Une étude de l’ADN pour comprendre l’augmentation de la longévité

Être plus instruit et ne pas fumer sont liés à une plus longue durée de vie selon une nouvelle étude génétique. Les chercheurs de l’Université d’Édimbourg et d’ailleurs ont effectué une méta-analyse d’association pangénomique en utilisant des informations sur plus de 600 000 personnes. Les chercheurs ont découvert deux nouvelles régions génomiques — DQA1/HLA-DRB1 et APL — liées à la longévité, en plus des liens connus à CHRNA3/5 et APOE. En outre, ils ont constaté qu’arrêter de fumer ainsi que l’éducation et l’ouverture à de nouvelles expériences sont liés génétiquement à une durée de vie accrue.
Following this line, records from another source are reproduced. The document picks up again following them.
//! Include/exclude pattern matching for relative paths
//!
//! Patterns use shell-glob syntax (`*`, `?`, `[...]`). A pattern without a
//! `/` is matched against the last path segment; a pattern with one is
//! matched against the whole forward-slash relative path, and `*` does not
//! cross separators.

use glob::{MatchOptions, Pattern};

use crate::error::{Error, Result};

const MATCH_OPTIONS: MatchOptions = MatchOptions {
    case_sensitive: true,
    require_literal_separator: true,
    require_literal_leading_dot: false,
};

#[derive(Debug, Clone)]
struct Rule {
    pattern: Pattern,
    full_path: bool,
}

impl Rule {
    fn parse(raw: &str) -> Result<Self> {
        let pattern = Pattern::new(raw)
            .map_err(|e| Error::Config(format!("invalid pattern '{raw}': {e}")))?;
        Ok(Self {
            pattern,
            full_path: raw.contains('/'),
        })
    }

    fn matches(&self, relative_path: &str) -> bool {
        let subject = if self.full_path {
            relative_path
        } else {
            file_name(relative_path)
        };
        self.pattern.matches_with(subject, MATCH_OPTIONS)
    }
}

fn file_name(relative_path: &str) -> &str {
    relative_path
        .trim_end_matches('/')
        .rsplit('/')
        .next()
        .unwrap_or(relative_path)
}

/// Compiled include and exclude pattern sets
#[derive(Debug, Clone, Default)]
pub struct PathMatcher {
    include: Vec<Rule>,
    exclude: Vec<Rule>,
}

impl PathMatcher {
    /// Compile the pattern lists; an invalid pattern is a configuration error
    pub fn new<I, E>(include: I, exclude: E) -> Result<Self>
    where
        I: IntoIterator,
        I::Item: AsRef<str>,
        E: IntoIterator,
        E::Item: AsRef<str>,
    {
        let include = include
            .into_iter()
            .map(|p| Rule::parse(p.as_ref()))
            .collect::<Result<Vec<_>>>()?;
        let exclude = exclude
            .into_iter()
            .map(|p| Rule::parse(p.as_ref()))
            .collect::<Result<Vec<_>>>()?;
        Ok(Self { include, exclude })
    }

    /// Matcher that accepts everything
    pub fn allow_all() -> Self {
        Self::default()
    }

    /// Whether a file at `relative_path` is eligible for upload
    pub fn is_match(&self, relative_path: &str) -> bool {
        let included =
            self.include.is_empty() || self.include.iter().any(|r| r.matches(relative_path));
        included && !self.is_excluded(relative_path)
    }

    /// Whether any exclude pattern matches
    ///
    /// Also used to prune whole directories during a scan.
    pub fn is_excluded(&self, relative_path: &str) -> bool {
        self.exclude.iter().any(|r| r.matches(relative_path))
    }
}

/// One-shot form of [`PathMatcher::is_match`]
pub fn matches(relative_path: &str, include: &[String], exclude: &[String]) -> Result<bool> {
    Ok(PathMatcher::new(include, exclude)?.is_match(relative_path))
}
Alors que le cancer du poumon, la graisse corporelle et le tabagisme ont été négativement corrélés avec la durée de vie, on estime que l’augmentation d’une unité de l’IMC réduit la durée de vie de sept mois, alors qu’une autre année d’études l’allonge de 11 mois. L’auteur de l’étude, Peter Joshi, a déclaré que quelques 20 pour cent de la variation de la durée de vie peut-être héréditaire. Il note, bien sûr, que les choix des gens ont aussi une influence importante.